**Your instructions**
In the entries that follow, the lines from the one with "Assistant state publishing" through the one with "pub mod sensors;" are the ones to write out, exactly and with both ends included. Nothing else should appear.

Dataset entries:
▼

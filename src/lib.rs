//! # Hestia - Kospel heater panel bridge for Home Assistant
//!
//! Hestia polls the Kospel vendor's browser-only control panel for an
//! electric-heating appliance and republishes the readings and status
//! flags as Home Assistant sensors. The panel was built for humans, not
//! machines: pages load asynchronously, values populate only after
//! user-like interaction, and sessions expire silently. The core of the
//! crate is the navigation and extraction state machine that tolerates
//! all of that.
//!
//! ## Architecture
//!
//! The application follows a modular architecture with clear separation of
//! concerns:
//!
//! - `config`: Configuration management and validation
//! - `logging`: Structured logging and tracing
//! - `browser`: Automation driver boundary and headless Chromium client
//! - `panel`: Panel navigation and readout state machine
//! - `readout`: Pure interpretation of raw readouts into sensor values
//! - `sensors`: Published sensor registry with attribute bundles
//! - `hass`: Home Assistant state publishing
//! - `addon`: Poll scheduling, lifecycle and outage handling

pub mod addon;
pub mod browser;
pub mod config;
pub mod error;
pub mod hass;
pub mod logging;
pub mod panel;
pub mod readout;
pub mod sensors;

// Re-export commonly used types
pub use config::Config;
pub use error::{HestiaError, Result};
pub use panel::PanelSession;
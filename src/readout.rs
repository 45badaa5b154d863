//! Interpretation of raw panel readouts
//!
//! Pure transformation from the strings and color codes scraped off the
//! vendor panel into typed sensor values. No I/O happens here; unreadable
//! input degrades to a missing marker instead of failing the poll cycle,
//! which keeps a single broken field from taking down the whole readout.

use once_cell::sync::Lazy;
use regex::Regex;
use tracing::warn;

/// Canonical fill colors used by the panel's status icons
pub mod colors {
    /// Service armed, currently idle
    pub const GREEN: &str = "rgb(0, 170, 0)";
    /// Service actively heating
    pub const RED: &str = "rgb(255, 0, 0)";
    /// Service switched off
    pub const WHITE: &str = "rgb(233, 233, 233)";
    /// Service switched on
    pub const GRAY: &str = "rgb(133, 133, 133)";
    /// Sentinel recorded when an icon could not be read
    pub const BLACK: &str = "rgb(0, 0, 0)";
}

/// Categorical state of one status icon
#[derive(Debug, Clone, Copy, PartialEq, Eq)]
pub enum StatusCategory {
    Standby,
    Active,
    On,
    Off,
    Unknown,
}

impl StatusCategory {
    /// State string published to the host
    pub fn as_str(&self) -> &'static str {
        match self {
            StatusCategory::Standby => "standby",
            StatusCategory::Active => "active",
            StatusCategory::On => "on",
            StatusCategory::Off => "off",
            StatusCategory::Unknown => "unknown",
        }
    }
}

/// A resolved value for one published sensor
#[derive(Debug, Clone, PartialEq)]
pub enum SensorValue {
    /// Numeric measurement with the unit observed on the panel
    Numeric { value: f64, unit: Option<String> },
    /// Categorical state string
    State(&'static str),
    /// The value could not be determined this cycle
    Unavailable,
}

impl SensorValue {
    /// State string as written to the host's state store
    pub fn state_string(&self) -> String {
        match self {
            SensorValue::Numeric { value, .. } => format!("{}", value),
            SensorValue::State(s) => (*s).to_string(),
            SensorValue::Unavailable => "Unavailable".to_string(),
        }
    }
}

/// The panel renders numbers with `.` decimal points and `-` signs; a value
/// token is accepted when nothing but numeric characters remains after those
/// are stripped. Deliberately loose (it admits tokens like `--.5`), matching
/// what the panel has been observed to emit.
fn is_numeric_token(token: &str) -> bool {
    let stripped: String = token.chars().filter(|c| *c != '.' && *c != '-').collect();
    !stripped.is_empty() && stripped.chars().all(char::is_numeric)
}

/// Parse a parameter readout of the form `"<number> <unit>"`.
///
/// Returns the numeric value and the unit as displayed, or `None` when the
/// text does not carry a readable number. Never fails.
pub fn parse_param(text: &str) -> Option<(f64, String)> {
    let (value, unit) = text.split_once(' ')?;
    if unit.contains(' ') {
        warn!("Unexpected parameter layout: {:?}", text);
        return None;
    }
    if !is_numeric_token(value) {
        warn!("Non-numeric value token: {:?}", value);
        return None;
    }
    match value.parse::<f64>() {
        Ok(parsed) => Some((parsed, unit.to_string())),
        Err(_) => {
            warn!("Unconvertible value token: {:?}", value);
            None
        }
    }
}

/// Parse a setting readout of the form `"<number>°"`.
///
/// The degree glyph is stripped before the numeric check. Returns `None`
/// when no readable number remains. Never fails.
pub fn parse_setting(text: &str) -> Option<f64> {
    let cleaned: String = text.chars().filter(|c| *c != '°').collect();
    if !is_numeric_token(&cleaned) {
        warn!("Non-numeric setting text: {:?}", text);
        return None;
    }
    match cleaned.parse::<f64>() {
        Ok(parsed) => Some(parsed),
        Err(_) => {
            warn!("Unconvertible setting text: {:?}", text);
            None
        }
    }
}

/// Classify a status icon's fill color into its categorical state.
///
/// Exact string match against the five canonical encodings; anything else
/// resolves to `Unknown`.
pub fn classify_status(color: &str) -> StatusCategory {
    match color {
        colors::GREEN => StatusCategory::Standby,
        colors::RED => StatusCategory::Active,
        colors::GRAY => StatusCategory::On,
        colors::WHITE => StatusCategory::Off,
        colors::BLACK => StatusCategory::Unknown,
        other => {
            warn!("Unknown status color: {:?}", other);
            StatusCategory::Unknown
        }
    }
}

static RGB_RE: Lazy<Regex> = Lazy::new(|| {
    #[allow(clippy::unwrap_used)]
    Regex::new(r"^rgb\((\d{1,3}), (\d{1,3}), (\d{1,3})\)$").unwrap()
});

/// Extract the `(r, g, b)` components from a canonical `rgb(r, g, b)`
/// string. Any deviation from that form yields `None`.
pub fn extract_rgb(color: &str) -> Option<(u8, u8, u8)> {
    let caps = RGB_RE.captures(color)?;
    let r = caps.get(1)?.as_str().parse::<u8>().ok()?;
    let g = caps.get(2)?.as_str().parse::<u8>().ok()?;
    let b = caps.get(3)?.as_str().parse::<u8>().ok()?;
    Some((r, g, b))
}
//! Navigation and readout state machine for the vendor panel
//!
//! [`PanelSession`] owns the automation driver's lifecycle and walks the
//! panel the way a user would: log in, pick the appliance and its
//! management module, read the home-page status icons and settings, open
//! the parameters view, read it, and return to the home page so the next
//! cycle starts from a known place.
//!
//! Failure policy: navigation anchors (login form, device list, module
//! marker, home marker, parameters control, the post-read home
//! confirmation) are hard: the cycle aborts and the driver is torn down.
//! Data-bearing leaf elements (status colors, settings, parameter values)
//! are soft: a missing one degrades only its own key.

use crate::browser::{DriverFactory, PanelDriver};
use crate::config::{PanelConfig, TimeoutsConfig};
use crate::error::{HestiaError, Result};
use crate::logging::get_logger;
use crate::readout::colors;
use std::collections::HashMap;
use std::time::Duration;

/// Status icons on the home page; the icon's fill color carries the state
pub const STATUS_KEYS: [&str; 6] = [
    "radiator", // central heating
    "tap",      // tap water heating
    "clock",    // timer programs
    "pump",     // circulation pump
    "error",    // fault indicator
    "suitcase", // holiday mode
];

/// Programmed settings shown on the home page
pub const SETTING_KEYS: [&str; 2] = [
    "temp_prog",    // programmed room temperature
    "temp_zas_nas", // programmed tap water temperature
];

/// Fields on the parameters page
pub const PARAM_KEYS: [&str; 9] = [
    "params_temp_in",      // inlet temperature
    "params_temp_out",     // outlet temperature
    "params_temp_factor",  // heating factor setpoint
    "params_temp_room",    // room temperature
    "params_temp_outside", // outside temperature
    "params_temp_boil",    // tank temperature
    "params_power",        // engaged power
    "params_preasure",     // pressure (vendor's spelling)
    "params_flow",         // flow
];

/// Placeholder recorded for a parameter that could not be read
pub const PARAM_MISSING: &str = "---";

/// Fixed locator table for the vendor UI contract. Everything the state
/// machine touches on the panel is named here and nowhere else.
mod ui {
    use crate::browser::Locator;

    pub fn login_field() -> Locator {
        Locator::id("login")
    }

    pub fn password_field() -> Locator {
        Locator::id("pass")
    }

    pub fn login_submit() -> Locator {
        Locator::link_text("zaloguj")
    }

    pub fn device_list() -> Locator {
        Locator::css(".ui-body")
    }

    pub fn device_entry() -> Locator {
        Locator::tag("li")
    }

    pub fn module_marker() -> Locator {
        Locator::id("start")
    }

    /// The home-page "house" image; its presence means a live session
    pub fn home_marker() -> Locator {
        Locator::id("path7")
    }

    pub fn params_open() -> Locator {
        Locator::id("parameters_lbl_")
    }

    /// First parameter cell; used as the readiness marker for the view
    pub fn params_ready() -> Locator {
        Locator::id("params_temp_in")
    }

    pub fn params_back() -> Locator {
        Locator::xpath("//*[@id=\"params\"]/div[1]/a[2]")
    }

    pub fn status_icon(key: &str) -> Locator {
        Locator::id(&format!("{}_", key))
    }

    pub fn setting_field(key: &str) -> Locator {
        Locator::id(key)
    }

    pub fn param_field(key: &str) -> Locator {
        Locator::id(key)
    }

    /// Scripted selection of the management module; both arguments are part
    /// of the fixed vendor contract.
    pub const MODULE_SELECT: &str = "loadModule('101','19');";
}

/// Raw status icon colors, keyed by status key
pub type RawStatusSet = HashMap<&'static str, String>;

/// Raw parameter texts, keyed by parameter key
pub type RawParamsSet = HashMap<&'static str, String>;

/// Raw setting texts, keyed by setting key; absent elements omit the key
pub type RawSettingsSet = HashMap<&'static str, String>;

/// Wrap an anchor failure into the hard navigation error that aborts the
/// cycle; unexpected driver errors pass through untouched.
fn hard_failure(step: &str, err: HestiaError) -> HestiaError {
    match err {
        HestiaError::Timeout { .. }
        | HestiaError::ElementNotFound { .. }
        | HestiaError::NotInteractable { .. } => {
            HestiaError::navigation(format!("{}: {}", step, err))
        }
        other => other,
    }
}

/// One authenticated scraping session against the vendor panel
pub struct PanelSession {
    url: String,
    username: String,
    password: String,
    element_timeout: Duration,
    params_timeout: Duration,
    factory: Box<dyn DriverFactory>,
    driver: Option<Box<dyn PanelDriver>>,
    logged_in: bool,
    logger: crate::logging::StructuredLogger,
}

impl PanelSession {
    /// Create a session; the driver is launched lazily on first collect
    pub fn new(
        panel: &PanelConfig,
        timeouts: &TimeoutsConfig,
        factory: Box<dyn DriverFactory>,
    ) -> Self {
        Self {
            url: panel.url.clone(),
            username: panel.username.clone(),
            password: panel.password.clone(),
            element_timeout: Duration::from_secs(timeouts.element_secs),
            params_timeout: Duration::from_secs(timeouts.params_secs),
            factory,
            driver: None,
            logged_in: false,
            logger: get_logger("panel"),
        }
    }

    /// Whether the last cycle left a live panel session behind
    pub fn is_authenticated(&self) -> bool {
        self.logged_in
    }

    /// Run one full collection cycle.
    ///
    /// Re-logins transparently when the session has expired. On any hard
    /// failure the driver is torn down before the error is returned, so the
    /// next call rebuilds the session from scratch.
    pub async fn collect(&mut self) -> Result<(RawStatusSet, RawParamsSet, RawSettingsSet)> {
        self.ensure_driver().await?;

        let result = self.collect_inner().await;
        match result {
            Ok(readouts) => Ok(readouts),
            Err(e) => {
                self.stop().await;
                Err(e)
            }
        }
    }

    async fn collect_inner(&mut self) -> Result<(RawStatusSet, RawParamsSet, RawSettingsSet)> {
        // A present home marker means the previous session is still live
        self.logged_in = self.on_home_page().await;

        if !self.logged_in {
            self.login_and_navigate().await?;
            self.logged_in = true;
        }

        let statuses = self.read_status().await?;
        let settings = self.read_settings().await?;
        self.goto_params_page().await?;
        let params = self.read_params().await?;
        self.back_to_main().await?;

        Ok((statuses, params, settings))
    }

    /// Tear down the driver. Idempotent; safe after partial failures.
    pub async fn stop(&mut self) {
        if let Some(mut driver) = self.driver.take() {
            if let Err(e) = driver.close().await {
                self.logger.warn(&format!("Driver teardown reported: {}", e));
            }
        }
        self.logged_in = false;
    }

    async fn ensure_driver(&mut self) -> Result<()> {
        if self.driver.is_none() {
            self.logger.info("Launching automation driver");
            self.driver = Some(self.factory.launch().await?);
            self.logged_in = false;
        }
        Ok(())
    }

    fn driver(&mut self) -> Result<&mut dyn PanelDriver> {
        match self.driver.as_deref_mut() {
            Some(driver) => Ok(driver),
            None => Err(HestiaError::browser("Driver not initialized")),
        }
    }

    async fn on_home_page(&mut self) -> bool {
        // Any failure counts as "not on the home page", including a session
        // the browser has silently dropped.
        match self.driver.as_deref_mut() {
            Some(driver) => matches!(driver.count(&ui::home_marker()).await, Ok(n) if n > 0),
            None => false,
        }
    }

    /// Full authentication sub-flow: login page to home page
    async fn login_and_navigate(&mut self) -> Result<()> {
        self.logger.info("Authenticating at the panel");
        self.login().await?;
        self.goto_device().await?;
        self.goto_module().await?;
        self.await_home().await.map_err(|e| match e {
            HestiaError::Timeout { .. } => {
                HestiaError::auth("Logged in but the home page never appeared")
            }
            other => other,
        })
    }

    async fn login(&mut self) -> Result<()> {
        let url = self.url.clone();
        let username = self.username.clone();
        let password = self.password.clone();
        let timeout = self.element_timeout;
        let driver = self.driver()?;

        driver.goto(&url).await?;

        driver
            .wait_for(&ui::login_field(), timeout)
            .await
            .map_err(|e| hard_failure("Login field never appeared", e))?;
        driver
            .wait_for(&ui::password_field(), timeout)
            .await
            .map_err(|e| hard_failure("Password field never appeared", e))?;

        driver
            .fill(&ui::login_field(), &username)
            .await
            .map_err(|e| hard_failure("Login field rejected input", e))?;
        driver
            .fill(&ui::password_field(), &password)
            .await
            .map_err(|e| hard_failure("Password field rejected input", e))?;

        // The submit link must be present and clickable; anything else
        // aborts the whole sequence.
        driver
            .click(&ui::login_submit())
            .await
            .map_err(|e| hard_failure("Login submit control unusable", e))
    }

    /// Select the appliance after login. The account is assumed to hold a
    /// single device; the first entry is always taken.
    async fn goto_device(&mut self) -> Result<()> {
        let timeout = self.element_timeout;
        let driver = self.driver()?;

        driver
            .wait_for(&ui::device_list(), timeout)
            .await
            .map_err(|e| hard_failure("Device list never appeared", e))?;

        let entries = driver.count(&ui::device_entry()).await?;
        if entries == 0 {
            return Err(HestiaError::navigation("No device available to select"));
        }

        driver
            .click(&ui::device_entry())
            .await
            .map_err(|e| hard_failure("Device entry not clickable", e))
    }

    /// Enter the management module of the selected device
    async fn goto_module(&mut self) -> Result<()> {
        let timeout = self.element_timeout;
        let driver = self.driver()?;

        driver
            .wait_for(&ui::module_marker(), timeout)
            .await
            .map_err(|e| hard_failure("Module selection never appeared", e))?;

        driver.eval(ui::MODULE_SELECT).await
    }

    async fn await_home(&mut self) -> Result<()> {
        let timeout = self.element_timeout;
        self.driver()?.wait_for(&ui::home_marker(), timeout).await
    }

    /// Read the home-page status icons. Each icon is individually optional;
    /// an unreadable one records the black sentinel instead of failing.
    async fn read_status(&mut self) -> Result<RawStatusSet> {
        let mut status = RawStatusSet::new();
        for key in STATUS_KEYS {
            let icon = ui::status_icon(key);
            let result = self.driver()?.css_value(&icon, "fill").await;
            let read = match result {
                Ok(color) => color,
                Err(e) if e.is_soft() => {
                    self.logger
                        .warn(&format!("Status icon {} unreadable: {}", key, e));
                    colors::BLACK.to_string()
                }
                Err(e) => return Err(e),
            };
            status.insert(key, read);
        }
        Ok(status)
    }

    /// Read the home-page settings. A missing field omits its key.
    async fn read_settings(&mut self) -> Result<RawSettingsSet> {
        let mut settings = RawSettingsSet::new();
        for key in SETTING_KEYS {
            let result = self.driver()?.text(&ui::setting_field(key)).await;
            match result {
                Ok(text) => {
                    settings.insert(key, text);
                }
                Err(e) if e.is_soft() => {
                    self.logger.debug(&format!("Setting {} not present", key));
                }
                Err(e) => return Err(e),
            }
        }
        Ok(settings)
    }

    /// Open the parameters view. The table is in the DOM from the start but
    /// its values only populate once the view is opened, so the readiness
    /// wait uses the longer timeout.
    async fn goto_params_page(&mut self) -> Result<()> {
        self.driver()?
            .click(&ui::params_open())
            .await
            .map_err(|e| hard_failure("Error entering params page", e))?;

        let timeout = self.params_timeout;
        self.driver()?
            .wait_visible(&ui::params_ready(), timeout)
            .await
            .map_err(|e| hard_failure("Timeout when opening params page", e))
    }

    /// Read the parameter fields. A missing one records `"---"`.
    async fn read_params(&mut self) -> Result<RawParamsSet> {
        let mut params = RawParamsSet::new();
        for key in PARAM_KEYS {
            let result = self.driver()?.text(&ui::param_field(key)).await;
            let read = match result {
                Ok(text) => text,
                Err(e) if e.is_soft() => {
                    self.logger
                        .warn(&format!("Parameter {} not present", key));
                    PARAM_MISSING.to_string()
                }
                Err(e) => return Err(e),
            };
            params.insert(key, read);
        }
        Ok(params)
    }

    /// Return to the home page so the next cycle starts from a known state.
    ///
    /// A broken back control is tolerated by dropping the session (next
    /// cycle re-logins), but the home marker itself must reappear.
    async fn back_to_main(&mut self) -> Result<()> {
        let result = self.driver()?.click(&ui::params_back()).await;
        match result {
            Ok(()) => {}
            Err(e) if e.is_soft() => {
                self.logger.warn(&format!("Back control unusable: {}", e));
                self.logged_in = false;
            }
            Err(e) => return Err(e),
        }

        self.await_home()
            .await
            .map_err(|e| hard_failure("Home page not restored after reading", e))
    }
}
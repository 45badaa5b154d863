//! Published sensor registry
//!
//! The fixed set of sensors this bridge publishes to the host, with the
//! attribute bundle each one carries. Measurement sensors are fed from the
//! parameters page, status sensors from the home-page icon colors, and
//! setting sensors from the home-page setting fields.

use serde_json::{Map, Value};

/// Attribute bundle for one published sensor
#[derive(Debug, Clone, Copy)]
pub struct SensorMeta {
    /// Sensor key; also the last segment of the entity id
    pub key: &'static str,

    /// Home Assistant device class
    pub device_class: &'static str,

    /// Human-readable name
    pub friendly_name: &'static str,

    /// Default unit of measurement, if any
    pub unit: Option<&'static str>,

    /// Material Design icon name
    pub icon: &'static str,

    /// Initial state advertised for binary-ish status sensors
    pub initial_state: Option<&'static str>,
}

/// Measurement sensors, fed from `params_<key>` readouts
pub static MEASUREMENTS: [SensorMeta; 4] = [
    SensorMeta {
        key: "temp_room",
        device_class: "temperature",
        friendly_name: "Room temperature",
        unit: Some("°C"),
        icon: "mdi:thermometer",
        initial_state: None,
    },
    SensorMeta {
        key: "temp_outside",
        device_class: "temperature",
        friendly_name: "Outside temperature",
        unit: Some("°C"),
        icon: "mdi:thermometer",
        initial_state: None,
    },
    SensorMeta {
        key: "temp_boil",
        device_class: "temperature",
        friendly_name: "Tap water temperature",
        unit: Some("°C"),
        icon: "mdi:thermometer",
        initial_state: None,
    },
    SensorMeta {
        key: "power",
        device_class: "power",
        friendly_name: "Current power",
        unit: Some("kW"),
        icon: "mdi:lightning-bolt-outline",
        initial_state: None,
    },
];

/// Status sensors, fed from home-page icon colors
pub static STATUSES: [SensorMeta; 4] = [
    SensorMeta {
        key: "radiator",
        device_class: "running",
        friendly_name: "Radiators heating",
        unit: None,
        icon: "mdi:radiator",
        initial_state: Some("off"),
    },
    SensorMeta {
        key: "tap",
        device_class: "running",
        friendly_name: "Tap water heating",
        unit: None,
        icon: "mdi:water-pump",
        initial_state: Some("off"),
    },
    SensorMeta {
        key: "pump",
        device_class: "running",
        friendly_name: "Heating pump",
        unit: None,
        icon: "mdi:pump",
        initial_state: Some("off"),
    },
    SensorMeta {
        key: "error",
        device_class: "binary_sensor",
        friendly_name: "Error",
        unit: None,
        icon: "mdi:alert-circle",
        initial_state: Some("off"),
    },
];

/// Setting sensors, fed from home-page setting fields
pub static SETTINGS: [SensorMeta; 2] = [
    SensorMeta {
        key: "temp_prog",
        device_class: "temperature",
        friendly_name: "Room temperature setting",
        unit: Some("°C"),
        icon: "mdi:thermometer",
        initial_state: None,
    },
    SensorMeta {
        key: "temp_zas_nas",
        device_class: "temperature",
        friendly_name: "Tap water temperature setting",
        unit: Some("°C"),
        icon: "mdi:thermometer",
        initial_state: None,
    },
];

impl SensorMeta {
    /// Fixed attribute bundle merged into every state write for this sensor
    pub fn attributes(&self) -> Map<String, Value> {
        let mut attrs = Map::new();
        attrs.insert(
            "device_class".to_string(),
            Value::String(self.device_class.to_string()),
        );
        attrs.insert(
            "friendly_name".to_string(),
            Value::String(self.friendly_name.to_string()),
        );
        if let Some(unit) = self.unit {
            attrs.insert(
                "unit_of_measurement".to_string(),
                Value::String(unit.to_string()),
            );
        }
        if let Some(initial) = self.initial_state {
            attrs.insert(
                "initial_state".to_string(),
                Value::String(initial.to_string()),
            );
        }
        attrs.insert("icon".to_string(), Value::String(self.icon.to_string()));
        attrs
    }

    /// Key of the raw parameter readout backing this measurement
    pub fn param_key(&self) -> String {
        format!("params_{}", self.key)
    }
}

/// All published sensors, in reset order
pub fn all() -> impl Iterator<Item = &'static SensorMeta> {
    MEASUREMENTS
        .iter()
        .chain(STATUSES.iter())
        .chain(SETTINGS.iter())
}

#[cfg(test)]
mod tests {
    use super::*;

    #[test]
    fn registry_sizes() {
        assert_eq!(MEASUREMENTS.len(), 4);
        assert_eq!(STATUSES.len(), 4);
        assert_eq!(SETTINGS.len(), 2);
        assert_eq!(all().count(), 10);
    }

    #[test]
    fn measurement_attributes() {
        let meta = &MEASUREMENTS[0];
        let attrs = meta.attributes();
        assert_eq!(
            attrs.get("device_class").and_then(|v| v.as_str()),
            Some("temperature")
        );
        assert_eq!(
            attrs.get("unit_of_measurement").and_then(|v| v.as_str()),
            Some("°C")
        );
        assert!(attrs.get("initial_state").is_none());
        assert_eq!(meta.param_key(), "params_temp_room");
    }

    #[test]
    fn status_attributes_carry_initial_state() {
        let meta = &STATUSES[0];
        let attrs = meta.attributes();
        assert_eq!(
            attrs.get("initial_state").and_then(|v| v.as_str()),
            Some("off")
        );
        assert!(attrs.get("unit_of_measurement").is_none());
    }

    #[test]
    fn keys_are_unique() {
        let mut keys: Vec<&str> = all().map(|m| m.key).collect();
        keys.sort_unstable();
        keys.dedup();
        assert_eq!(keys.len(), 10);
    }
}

▲

**Answer area**
//! - `hass`: Home Assistant state publishing
//! - `addon`: Poll scheduling, lifecycle and outage handling

pub mod addon;
pub mod browser;
pub mod config;
pub mod error;
pub mod hass;
pub mod logging;
pub mod panel;
pub mod readout;
pub mod sensors;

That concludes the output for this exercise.